Scan the records beneath this line for the line holding "data the result" and the line holding "const HAPPY_GUIDANCE: &str", then transcribe exactly those two and all lines between.

◇ ◇ ◇

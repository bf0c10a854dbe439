//! HTTP endpoint handlers.

use attune::RelayError;
use attune::relay::{ChatInput, Relay};
use axum::Json;
use axum::extract::State;
use axum::extract::rejection::JsonRejection;
use axum::http::{HeaderName, HeaderValue, StatusCode};
use axum::response::{IntoResponse, Response};
use serde::Serialize;
use serde_json::json;
use tracing::{debug, warn};

/// Response header reporting how emotion data was handled.
pub const EMOTION_CONTEXT_HEADER: &str = "x-emotion-context";

/// Shared application state passed to all handlers via axum's `State` extractor.
#[derive(Clone)]
pub struct AppState {
    pub relay: Relay,
}

// ── Errors ─────────────────────────────────────────────────────────

/// Error response rendered as `{"error": message}`.
#[derive(Debug)]
pub struct ApiError {
    pub status: StatusCode,
    pub message: String,
}

impl ApiError {
    pub fn bad_request(message: impl Into<String>) -> Self {
        Self {
            status: StatusCode::BAD_REQUEST,
            message: message.into(),
        }
    }

    pub fn internal(message: impl Into<String>) -> Self {
        Self {
            status: StatusCode::INTERNAL_SERVER_ERROR,
            message: message.into(),
        }
    }
}

impl From<RelayError> for ApiError {
    fn from(err: RelayError) -> Self {
        match err {
            RelayError::MalformedInput(msg) => ApiError::bad_request(msg),
            // Provider details stay in the log.
            RelayError::Provider(_) => ApiError::internal("Failed to generate a response"),
        }
    }
}

impl IntoResponse for ApiError {
    fn into_response(self) -> Response {
        (self.status, Json(json!({ "error": self.message }))).into_response()
    }
}

// ── Handlers ───────────────────────────────────────────────────────

/// Response body for POST /api/chat.
#[derive(Serialize)]
pub struct ChatResponse {
    pub message: String,
}

/// POST /api/chat: relay a conversation to the model.
///
/// Body: `{"messages": [...], "emotions": [...]?}`. Returns 200 with
/// `{"message": ...}`, 400 if the body or `messages` is malformed (no provider
/// call is made), or 500 if the provider call fails.
pub async fn post_chat(
    State(app): State<AppState>,
    body: Result<Json<serde_json::Value>, JsonRejection>,
) -> Result<Response, ApiError> {
    let Json(body) = body.map_err(|e| {
        warn!("Rejected chat request body: {e}");
        ApiError::bad_request(format!("invalid JSON body: {}", e.body_text()))
    })?;

    let input = ChatInput::from_json(body).inspect_err(|e| warn!("Rejected chat request: {e}"))?;
    debug!("Chat request with {} messages", input.messages.len());

    let reply = app.relay.handle(input).await?;

    let headers = [(
        HeaderName::from_static(EMOTION_CONTEXT_HEADER),
        HeaderValue::from_static(reply.emotion_context.kind()),
    )];
    Ok((
        headers,
        Json(ChatResponse {
            message: reply.message,
        }),
    )
        .into_response())
}

/// GET /health: liveness probe.
pub async fn get_health() -> Json<serde_json::Value> {
    Json(json!({
        "status": "ok",
        "service": "attune-web",
        "version": env!("CARGO_PKG_VERSION"),
    }))
}

/// GET /api/test: readiness smoke test reporting the configured model.
pub async fn get_test(State(app): State<AppState>) -> Json<serde_json::Value> {
    Json(json!({
        "message": "attune relay is running",
        "model": app.relay.model(),
    }))
}
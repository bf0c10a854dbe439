//! Emotion-aware system prompt composition.
//!
//! [`compose`] turns a window of recent emotion observations into the system
//! instruction that steers the model's tone. Without emotion data the result
//! is exactly [`BASE_INSTRUCTION`]; with data it appends a trend sentence, the
//! guidance block for the latest emotion, and a closing directive.
//!
//! ```
//! use attune::emotion::{EmotionObservation, EmotionWindow};
//! use attune::prompt::{BASE_INSTRUCTION, compose};
//!
//! assert_eq!(compose(None), BASE_INSTRUCTION);
//!
//! let window = EmotionWindow::new(vec![EmotionObservation::new("sad", 81.0)]);
//! let prompt = compose(Some(&window));
//! assert!(prompt.contains("consistently displaying sad emotions"));
//! ```

use crate::emotion::{Emotion, EmotionWindow};

/// Persona and standing constraints shared by every request.
pub const BASE_INSTRUCTION: &str = "\
You are Attune, a warm and emotionally intelligent conversational companion. \
Keep replies concise (a few sentences unless the user asks for more), \
empathetic and natural. Speak like a thoughtful friend, not a clinician: \
avoid diagnostic language, jargon and lists of coping techniques unless asked. \
You are not a therapist or a substitute for professional mental health care; \
if the user describes a crisis or risk of harm, gently encourage them to reach \
out to a qualified professional or local emergency services.";

/// Last section of every emotion-aware prompt.
pub const CLOSING_DIRECTIVE: &str = "\
Use the detailed emotion data that accompanies this conversation to inform \
your tone and responses. Do not mention facial expression analysis, emotion \
detection or the camera unless the user brings it up first.";

const HAPPY_GUIDANCE: &str = "\
- Match their positive energy with warmth and enthusiasm.
- Celebrate what is going well and invite them to share more.
- Keep the tone light and playful where it fits.";

const SAD_GUIDANCE: &str = "\
- Slow down and respond gently; acknowledge how they feel before anything else.
- Offer comfort and validation rather than quick fixes.
- Ask soft, open questions and let them set the pace.";

const ANGRY_GUIDANCE: &str = "\
- Stay calm and steady; do not match or escalate their intensity.
- Acknowledge their frustration as understandable without judging it.
- Keep sentences short and focus on what would help them right now.";

const FEARFUL_GUIDANCE: &str = "\
- Be reassuring and grounding; speak with calm confidence.
- Break things into small, manageable steps.
- Remind them they are not alone in this conversation.";

const DISGUSTED_GUIDANCE: &str = "\
- Acknowledge their reaction without amplifying it.
- Stay neutral and respectful; avoid graphic or dismissive language.
- Help them put words to what is bothering them.";

const SURPRISED_GUIDANCE: &str = "\
- Engage with their curiosity or shock and help them make sense of it.
- Offer clear, simple context.
- Check whether the surprise feels good or unsettling before going further.";

const NEUTRAL_GUIDANCE: &str = "\
- Keep a friendly, balanced and attentive tone.
- Follow their lead on topic and depth.
- Gently invite them to share more about how they are doing.";

/// The tone guidance registered for an emotion.
pub fn guidance_for(emotion: Emotion) -> &'static str {
    match emotion {
        Emotion::Happy => HAPPY_GUIDANCE,
        Emotion::Sad => SAD_GUIDANCE,
        Emotion::Angry => ANGRY_GUIDANCE,
        Emotion::Fearful => FEARFUL_GUIDANCE,
        Emotion::Disgusted => DISGUSTED_GUIDANCE,
        Emotion::Surprised => SURPRISED_GUIDANCE,
        Emotion::Neutral => NEUTRAL_GUIDANCE,
    }
}

/// Build the system instruction for a request.
///
/// An absent or empty window yields [`BASE_INSTRUCTION`] unchanged. Labels
/// select guidance case-insensitively but appear verbatim in the trend
/// sentence.
pub fn compose(window: Option<&EmotionWindow>) -> String {
    let Some((window, latest)) = window.and_then(|w| w.latest().map(|l| (w, l))) else {
        return BASE_INSTRUCTION.to_string();
    };

    let labels = window.distinct_labels();
    let trend = if labels.len() == 1 {
        format!(
            "The user has been consistently displaying {} emotions.",
            latest.dominant_emotion
        )
    } else {
        format!(
            "The user's emotions have been shifting between {}. \
             Their current dominant emotion is {}.",
            labels.join(", "),
            latest.dominant_emotion
        )
    };

    SystemPromptBuilder::new(BASE_INSTRUCTION)
        .raw(trend)
        .section("How to respond right now", guidance_for(latest.emotion()))
        .raw(CLOSING_DIRECTIVE)
        .build()
}

// ── Builder ────────────────────────────────────────────────────────

/// Builder for multi-section system prompts.
///
/// Sections are joined with double newlines. Empty sections are silently
/// skipped.
///
/// ```
/// use attune::prompt::SystemPromptBuilder;
///
/// let prompt = SystemPromptBuilder::new("You are a helpful agent.")
///     .section("Context", "Today is Monday.")
///     .raw("Be brief.")
///     .build();
///
/// assert_eq!(prompt, "You are a helpful agent.\n\n## Context\n\nToday is Monday.\n\nBe brief.");
/// ```
pub struct SystemPromptBuilder {
    sections: Vec<String>,
}

impl SystemPromptBuilder {
    /// Create a new builder with an initial preamble included as-is.
    pub fn new(preamble: impl Into<String>) -> Self {
        Self {
            sections: vec![preamble.into()],
        }
    }

    /// Append a named section under a `##` heading.
    ///
    /// Skipped if `content` is empty.
    pub fn section(mut self, heading: &str, content: impl Into<String>) -> Self {
        let content = content.into();
        if !content.is_empty() {
            self.sections.push(format!("## {heading}\n\n{content}"));
        }
        self
    }

    /// Append raw text without a heading.
    ///
    /// Skipped if `content` is empty.
    pub fn raw(mut self, content: impl Into<String>) -> Self {
        let content = content.into();
        if !content.is_empty() {
            self.sections.push(content);
        }
        self
    }

    /// Join all sections with double newlines.
    pub fn build(self) -> String {
        self.sections.join("\n\n")
    }
}
//! Final conversation assembly for the provider call.

use crate::{Message, MessageRole};

/// Build the message list sent to the model provider.
///
/// The composed prompt comes first, followed by the detailed emotion data
/// block when there is one. Caller messages follow in their original order;
/// caller `system` messages are dropped because the two synthesized ones
/// replace them.
pub fn assemble(prompt: String, detail: Option<String>, messages: &[Message]) -> Vec<Message> {
    let mut out = Vec::with_capacity(messages.len() + 2);
    out.push(Message::system(prompt));
    if let Some(detail) = detail.filter(|d| !d.is_empty()) {
        out.push(Message::system(detail));
    }
    out.extend(
        messages
            .iter()
            .filter(|m| m.role != MessageRole::System)
            .cloned(),
    );
    out
}
//! The request pipeline: inbound conversation in, model reply out.
//!
//! [`Relay::handle`] runs one request end to end:
//!
//! ```text
//! ChatInput ─▶ extract ─▶ compose ─▶ render detail ─▶ assemble ─▶ ChatProvider ─▶ RelayReply
//! ```
//!
//! The relay holds no mutable state and is shared across requests behind an
//! `Arc`. Each request makes at most one provider call and is never retried.

use std::sync::Arc;

use tracing::{debug, error, warn};

use crate::assemble::assemble;
use crate::client::ChatProvider;
use crate::emotion::{EmotionWindow, render_emotion_detail};
use crate::extract::{self, EmotionContext};
use crate::prompt::compose;
use crate::{Message, RelayError};

/// A validated inbound chat request.
#[derive(Debug, Clone)]
pub struct ChatInput {
    pub messages: Vec<Message>,
    pub emotions: Option<EmotionWindow>,
    emotions_error: Option<String>,
}

impl ChatInput {
    pub fn new(messages: Vec<Message>) -> Self {
        Self {
            messages,
            emotions: None,
            emotions_error: None,
        }
    }

    /// Attach an explicit emotion window (the structured side channel).
    pub fn with_emotions(mut self, window: EmotionWindow) -> Self {
        self.emotions = Some(window);
        self
    }

    /// Validate a JSON request body of the form
    /// `{"messages": [...], "emotions": [...]?}`.
    ///
    /// Anything wrong with `messages` is [`RelayError::MalformedInput`]. A bad
    /// `emotions` field is not an error: the request proceeds with a degraded
    /// emotion context.
    pub fn from_json(mut body: serde_json::Value) -> Result<Self, RelayError> {
        let obj = body
            .as_object_mut()
            .ok_or_else(|| RelayError::MalformedInput("request body must be a JSON object".into()))?;

        let messages = match obj.remove("messages") {
            Some(value @ serde_json::Value::Array(_)) => {
                serde_json::from_value::<Vec<Message>>(value).map_err(|e| {
                    RelayError::MalformedInput(format!("invalid message in `messages`: {e}"))
                })?
            }
            Some(_) => {
                return Err(RelayError::MalformedInput(
                    "`messages` must be an array".into(),
                ));
            }
            None => return Err(RelayError::MalformedInput("missing `messages`".into())),
        };

        let mut input = Self::new(messages);
        match obj.remove("emotions") {
            None | Some(serde_json::Value::Null) => {}
            Some(value) => match serde_json::from_value::<EmotionWindow>(value) {
                Ok(window) => input.emotions = Some(window),
                Err(e) => input.emotions_error = Some(format!("invalid `emotions` field: {e}")),
            },
        }
        Ok(input)
    }

    /// Resolve where this request's emotion data comes from.
    pub fn emotion_context(&self) -> EmotionContext {
        if let Some(reason) = &self.emotions_error {
            warn!("Ignoring malformed emotion data: {reason}");
            return EmotionContext::Degraded {
                reason: reason.clone(),
            };
        }
        extract::from_request(&self.messages, self.emotions.as_ref())
    }
}

/// Build the exact message list that would be sent to the provider.
pub fn prepare(input: &ChatInput) -> (Vec<Message>, EmotionContext) {
    let context = input.emotion_context();
    let window = context.window();
    let prompt = compose(window);
    let detail = window.map(render_emotion_detail);
    let conversation = assemble(prompt, detail, &input.messages);
    (conversation, context)
}

/// Result of a successful relay.
#[derive(Debug, Clone)]
pub struct RelayReply {
    /// The model's reply text.
    pub message: String,
    /// How emotion data was handled for this request.
    pub emotion_context: EmotionContext,
}

/// Emotion-aware chat relay.
#[derive(Clone)]
pub struct Relay {
    provider: Arc<dyn ChatProvider>,
}

impl Relay {
    pub fn new(provider: Arc<dyn ChatProvider>) -> Self {
        Self { provider }
    }

    /// Model identifier of the underlying provider.
    pub fn model(&self) -> &str {
        self.provider.model()
    }

    /// Relay one request to the provider.
    pub async fn handle(&self, input: ChatInput) -> Result<RelayReply, RelayError> {
        let (conversation, emotion_context) = prepare(&input);
        debug!(
            "Relaying {} messages (emotion context: {})",
            conversation.len(),
            emotion_context.kind()
        );

        let message = self.provider.complete(conversation).await.map_err(|e| {
            error!("Provider call failed: {e}");
            RelayError::Provider(e)
        })?;

        Ok(RelayReply {
            message,
            emotion_context,
        })
    }
}
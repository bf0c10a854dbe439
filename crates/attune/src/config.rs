//! Provider configuration.
//!
//! [`ProviderConfig`] carries everything the provider client needs:
//! credentials, endpoint, the fixed model and sampling parameters, and the
//! request timeout. It is built once at startup and handed to
//! [`OpenRouterClient::new`](crate::client::OpenRouterClient::new).

use std::time::Duration;

use crate::{DEFAULT_MAX_TOKENS, DEFAULT_MODEL, DEFAULT_TEMPERATURE, OPENROUTER_URL};

/// Configuration for the chat-completion provider.
#[derive(Clone)]
pub struct ProviderConfig {
    /// Bearer token sent in the `Authorization` header.
    pub api_key: String,
    /// Chat-completions URL. Default: [`OPENROUTER_URL`].
    pub endpoint: String,
    /// Model identifier. Default: [`DEFAULT_MODEL`].
    pub model: String,
    /// Maximum tokens per reply. Default: [`DEFAULT_MAX_TOKENS`].
    pub max_tokens: u32,
    /// Sampling temperature. Default: [`DEFAULT_TEMPERATURE`].
    pub temperature: f32,
    /// Whole-request timeout for the provider call. Default: 60 s.
    pub timeout: Duration,
    /// `HTTP-Referer` attribution header.
    pub referer: String,
    /// `X-Title` attribution header.
    pub title: String,
}

impl Default for ProviderConfig {
    fn default() -> Self {
        Self {
            api_key: String::new(),
            endpoint: OPENROUTER_URL.to_string(),
            model: DEFAULT_MODEL.to_string(),
            max_tokens: DEFAULT_MAX_TOKENS,
            temperature: DEFAULT_TEMPERATURE,
            timeout: Duration::from_secs(60),
            referer: "https://github.com/attune-rs/attune".to_string(),
            title: "attune".to_string(),
        }
    }
}

impl ProviderConfig {
    /// Default configuration with the given API key.
    pub fn new(api_key: impl Into<String>) -> Self {
        Self {
            api_key: api_key.into(),
            ..Default::default()
        }
    }

    /// Read the API key from the `OPENROUTER_KEY` environment variable.
    pub fn from_env() -> Result<Self, String> {
        let api_key =
            std::env::var("OPENROUTER_KEY").map_err(|_| "OPENROUTER_KEY not set".to_string())?;
        Ok(Self::new(api_key))
    }

    pub fn with_model(mut self, model: impl Into<String>) -> Self {
        self.model = model.into();
        self
    }

    pub fn with_endpoint(mut self, endpoint: impl Into<String>) -> Self {
        self.endpoint = endpoint.into();
        self
    }

    pub fn with_max_tokens(mut self, max_tokens: u32) -> Self {
        self.max_tokens = max_tokens;
        self
    }

    pub fn with_temperature(mut self, temperature: f32) -> Self {
        self.temperature = temperature;
        self
    }

    pub fn with_timeout(mut self, timeout: Duration) -> Self {
        self.timeout = timeout;
        self
    }
}

// The API key never appears in logs.
impl std::fmt::Debug for ProviderConfig {
    fn fmt(&self, f: &mut std::fmt::Formatter<'_>) -> std::fmt::Result {
        f.debug_struct("ProviderConfig")
            .field("api_key", &"<redacted>")
            .field("endpoint", &self.endpoint)
            .field("model", &self.model)
            .field("max_tokens", &self.max_tokens)
            .field("temperature", &self.temperature)
            .field("timeout", &self.timeout)
            .field("referer", &self.referer)
            .field("title", &self.title)
            .finish()
    }
}

#[cfg(test)]
mod tests {
    use super::*;

    #[test]
    fn defaults_use_fixed_sampling() {
        let config = ProviderConfig::new("sk-test");
        assert_eq!(config.api_key, "sk-test");
        assert_eq!(config.endpoint, OPENROUTER_URL);
        assert_eq!(config.model, DEFAULT_MODEL);
        assert_eq!(config.max_tokens, DEFAULT_MAX_TOKENS);
        assert!((config.temperature - DEFAULT_TEMPERATURE).abs() < f32::EPSILON);
        assert_eq!(config.timeout, Duration::from_secs(60));
    }

    #[test]
    fn builders_override_fields() {
        let config = ProviderConfig::new("k")
            .with_model("openai/gpt-4o")
            .with_max_tokens(200)
            .with_temperature(0.2)
            .with_timeout(Duration::from_secs(5))
            .with_endpoint("http://127.0.0.1:9/v1/chat/completions");
        assert_eq!(config.model, "openai/gpt-4o");
        assert_eq!(config.max_tokens, 200);
        assert!((config.temperature - 0.2).abs() < f32::EPSILON);
        assert_eq!(config.timeout, Duration::from_secs(5));
        assert!(config.endpoint.starts_with("http://127.0.0.1:9"));
    }

    #[test]
    fn debug_redacts_api_key() {
        let rendered = format!("{:?}", ProviderConfig::new("sk-secret"));
        assert!(!rendered.contains("sk-secret"));
        assert!(rendered.contains("<redacted>"));
    }
}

◇ ◇ ◇

**Answer to the exercise**
//! instruction that steers the model's tone. Without emotion data the result
//! is exactly [`BASE_INSTRUCTION`]; with data it appends a trend sentence, the
//! guidance block for the latest emotion, and a closing directive.
//!
//! ```
//! use attune::emotion::{EmotionObservation, EmotionWindow};
//! use attune::prompt::{BASE_INSTRUCTION, compose};
//!
//! assert_eq!(compose(None), BASE_INSTRUCTION);
//!
//! let window = EmotionWindow::new(vec![EmotionObservation::new("sad", 81.0)]);
//! let prompt = compose(Some(&window));
//! assert!(prompt.contains("consistently displaying sad emotions"));
//! ```

use crate::emotion::{Emotion, EmotionWindow};

/// Persona and standing constraints shared by every request.
pub const BASE_INSTRUCTION: &str = "\
You are Attune, a warm and emotionally intelligent conversational companion. \
Keep replies concise (a few sentences unless the user asks for more), \
empathetic and natural. Speak like a thoughtful friend, not a clinician: \
avoid diagnostic language, jargon and lists of coping techniques unless asked. \
You are not a therapist or a substitute for professional mental health care; \
if the user describes a crisis or risk of harm, gently encourage them to reach \
out to a qualified professional or local emergency services.";

/// Last section of every emotion-aware prompt.
pub const CLOSING_DIRECTIVE: &str = "\
Use the detailed emotion data that accompanies this conversation to inform \
your tone and responses. Do not mention facial expression analysis, emotion \
detection or the camera unless the user brings it up first.";

const HAPPY_GUIDANCE: &str = "\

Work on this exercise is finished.